■ **WHAT YOU SHOULD DO**
Reply with one number: the count of lines in the records below that hold "width".
(SUPPLIED DATA)
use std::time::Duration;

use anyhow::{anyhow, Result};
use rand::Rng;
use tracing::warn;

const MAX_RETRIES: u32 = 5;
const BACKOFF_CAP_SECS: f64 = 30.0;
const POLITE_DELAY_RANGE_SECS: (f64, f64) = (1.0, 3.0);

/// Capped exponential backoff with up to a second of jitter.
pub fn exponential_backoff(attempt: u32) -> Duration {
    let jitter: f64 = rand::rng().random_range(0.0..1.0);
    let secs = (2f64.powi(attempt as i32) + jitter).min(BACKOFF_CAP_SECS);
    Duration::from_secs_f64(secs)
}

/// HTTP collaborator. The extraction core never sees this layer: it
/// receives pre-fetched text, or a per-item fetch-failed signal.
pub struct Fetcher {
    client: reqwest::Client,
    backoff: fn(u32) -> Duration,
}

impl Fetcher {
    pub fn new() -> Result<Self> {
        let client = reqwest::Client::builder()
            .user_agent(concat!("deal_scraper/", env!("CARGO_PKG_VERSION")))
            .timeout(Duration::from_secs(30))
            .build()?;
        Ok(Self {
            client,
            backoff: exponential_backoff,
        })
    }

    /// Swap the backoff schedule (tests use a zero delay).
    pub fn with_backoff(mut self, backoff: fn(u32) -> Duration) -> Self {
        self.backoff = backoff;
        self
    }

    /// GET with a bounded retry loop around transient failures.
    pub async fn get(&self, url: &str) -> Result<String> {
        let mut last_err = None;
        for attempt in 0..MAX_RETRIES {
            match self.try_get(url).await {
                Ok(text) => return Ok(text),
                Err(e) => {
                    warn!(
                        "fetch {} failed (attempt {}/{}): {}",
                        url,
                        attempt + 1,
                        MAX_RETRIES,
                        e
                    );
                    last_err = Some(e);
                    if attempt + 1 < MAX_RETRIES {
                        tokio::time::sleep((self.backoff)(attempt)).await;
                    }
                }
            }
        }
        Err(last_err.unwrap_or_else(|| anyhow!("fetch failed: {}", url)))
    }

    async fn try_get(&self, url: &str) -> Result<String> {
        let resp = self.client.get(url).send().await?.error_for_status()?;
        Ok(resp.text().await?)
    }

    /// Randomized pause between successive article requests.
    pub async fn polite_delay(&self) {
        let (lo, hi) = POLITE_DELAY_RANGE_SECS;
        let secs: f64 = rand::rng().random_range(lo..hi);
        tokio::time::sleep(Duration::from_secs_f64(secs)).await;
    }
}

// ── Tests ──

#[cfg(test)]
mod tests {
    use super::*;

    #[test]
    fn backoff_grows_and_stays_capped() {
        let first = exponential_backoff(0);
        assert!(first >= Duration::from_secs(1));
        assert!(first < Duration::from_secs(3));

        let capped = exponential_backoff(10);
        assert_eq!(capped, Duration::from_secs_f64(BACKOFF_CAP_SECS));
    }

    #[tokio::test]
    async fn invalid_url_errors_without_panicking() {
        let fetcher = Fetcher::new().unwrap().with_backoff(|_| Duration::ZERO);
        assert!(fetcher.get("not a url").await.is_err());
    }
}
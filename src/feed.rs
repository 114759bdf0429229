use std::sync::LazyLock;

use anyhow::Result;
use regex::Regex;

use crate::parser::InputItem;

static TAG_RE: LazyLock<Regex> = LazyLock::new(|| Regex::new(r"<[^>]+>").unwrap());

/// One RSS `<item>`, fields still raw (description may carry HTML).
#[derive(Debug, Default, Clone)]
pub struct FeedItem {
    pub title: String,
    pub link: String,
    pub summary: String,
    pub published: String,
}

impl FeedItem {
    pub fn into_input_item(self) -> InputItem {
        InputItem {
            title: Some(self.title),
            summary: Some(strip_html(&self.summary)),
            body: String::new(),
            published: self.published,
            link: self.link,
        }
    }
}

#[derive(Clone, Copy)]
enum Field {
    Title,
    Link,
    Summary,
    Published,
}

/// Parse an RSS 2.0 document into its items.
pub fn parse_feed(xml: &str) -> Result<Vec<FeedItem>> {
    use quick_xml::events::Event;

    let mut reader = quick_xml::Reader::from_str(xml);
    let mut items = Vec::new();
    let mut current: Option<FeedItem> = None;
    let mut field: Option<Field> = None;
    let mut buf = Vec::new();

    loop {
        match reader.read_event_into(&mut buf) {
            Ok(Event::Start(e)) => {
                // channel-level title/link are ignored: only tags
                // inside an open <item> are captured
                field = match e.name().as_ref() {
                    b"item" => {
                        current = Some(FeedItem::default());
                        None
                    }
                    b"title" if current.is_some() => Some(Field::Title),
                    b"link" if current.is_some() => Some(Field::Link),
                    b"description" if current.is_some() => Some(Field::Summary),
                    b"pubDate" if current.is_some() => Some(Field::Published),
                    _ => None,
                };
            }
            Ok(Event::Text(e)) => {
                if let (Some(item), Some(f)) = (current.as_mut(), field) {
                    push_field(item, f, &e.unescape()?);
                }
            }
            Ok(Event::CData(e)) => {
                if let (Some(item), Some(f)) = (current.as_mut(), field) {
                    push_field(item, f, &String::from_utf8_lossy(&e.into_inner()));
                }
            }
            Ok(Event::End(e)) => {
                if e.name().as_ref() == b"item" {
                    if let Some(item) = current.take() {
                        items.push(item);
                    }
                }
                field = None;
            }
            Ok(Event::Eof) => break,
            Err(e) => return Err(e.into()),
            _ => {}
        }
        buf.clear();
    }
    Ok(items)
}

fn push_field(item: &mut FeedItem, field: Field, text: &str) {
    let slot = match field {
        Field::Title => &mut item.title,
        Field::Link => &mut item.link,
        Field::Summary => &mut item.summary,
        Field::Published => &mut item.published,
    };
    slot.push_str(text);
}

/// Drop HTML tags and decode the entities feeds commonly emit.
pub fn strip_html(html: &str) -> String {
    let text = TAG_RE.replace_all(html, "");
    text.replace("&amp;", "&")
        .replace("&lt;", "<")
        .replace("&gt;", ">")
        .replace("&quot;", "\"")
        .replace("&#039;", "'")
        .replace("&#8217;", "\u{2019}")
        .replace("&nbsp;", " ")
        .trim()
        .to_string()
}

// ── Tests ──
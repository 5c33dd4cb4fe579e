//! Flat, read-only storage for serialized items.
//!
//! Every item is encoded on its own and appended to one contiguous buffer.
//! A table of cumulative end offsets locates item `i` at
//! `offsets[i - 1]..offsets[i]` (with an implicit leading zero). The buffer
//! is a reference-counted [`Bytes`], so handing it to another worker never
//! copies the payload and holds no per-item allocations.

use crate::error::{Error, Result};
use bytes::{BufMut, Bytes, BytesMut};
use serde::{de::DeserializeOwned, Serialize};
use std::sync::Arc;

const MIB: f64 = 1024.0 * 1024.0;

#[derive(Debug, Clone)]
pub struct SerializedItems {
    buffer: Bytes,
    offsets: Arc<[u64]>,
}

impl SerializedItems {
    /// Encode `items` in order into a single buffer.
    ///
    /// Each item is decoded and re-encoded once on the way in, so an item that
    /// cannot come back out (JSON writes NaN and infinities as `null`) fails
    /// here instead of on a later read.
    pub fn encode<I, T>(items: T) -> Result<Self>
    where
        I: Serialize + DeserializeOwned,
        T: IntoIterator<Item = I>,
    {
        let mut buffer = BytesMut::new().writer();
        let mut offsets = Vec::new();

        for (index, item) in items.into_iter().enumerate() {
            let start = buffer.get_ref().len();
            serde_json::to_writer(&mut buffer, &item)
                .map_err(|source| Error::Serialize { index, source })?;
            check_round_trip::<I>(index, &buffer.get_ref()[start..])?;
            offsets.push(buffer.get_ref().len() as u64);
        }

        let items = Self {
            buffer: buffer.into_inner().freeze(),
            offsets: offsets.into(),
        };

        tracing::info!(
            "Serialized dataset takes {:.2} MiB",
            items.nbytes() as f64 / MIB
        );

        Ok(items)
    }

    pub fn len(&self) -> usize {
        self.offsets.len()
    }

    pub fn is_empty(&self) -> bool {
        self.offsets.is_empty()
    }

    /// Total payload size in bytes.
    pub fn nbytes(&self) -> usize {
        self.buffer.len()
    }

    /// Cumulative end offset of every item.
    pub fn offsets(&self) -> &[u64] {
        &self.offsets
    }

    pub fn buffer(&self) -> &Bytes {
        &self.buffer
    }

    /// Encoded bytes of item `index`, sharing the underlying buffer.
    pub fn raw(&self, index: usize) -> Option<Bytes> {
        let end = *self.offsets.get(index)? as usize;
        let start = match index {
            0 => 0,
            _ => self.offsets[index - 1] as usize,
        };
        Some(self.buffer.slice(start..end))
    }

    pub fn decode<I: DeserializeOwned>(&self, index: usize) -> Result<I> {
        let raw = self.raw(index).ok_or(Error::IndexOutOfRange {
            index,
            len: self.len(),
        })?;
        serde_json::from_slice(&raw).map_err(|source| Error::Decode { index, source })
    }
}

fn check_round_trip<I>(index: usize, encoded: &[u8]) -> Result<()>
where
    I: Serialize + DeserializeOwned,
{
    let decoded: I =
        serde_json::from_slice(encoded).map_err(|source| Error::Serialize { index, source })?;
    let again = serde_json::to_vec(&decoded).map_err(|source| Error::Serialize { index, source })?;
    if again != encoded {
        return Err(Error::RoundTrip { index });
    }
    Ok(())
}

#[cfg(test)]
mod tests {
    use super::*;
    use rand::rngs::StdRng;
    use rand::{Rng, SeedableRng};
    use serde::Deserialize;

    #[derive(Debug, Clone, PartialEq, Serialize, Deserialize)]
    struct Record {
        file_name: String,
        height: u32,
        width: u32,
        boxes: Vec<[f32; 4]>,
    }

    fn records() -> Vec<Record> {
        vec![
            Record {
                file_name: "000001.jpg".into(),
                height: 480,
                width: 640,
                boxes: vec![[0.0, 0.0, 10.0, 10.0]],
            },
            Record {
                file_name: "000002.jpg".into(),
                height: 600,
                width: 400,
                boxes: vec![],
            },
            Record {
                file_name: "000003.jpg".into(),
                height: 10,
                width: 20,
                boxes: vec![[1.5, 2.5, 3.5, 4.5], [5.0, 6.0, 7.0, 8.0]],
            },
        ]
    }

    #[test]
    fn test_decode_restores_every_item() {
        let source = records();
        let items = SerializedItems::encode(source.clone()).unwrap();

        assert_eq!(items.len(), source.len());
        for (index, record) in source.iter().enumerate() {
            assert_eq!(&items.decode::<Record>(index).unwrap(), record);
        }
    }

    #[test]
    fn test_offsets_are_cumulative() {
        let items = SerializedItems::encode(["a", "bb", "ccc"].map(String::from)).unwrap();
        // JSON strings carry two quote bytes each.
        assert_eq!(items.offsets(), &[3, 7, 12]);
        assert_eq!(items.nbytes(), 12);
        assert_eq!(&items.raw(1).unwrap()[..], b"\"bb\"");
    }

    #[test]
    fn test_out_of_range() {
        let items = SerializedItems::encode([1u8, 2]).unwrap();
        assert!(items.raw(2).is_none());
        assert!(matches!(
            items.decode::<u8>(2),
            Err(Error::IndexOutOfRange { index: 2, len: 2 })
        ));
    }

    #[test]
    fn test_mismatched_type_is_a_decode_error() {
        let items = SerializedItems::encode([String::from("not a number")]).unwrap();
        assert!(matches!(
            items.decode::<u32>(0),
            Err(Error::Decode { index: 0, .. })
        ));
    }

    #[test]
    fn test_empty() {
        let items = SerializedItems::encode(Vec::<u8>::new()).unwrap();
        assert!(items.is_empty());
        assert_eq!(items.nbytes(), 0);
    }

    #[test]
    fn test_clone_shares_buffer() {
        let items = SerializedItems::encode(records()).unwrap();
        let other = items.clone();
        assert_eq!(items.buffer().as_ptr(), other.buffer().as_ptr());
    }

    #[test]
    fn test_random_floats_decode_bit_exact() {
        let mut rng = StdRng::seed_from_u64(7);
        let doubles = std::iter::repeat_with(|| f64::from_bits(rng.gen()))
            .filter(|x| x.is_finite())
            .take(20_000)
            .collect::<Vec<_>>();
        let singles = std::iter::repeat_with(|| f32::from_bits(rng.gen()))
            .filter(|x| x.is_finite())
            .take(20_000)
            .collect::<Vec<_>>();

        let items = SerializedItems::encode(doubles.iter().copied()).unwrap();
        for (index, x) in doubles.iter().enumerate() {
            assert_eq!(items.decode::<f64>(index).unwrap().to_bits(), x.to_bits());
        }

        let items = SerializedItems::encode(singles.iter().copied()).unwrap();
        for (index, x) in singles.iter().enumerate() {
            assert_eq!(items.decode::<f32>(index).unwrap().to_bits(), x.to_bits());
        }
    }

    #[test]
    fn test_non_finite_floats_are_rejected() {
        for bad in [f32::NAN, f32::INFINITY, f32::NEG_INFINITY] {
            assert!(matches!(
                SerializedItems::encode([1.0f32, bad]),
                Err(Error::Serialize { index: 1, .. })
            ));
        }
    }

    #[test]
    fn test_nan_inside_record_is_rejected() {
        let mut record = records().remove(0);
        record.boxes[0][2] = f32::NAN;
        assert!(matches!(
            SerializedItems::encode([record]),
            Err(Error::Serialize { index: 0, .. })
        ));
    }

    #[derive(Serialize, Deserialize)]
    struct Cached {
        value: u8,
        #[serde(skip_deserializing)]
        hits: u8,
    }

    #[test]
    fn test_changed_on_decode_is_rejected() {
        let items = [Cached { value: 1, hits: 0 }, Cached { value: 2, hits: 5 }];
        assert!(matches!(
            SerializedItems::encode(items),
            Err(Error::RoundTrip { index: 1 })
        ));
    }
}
(End SUPPLIED DATA)
■ **RESULT FOR THIS EXERCISE**
4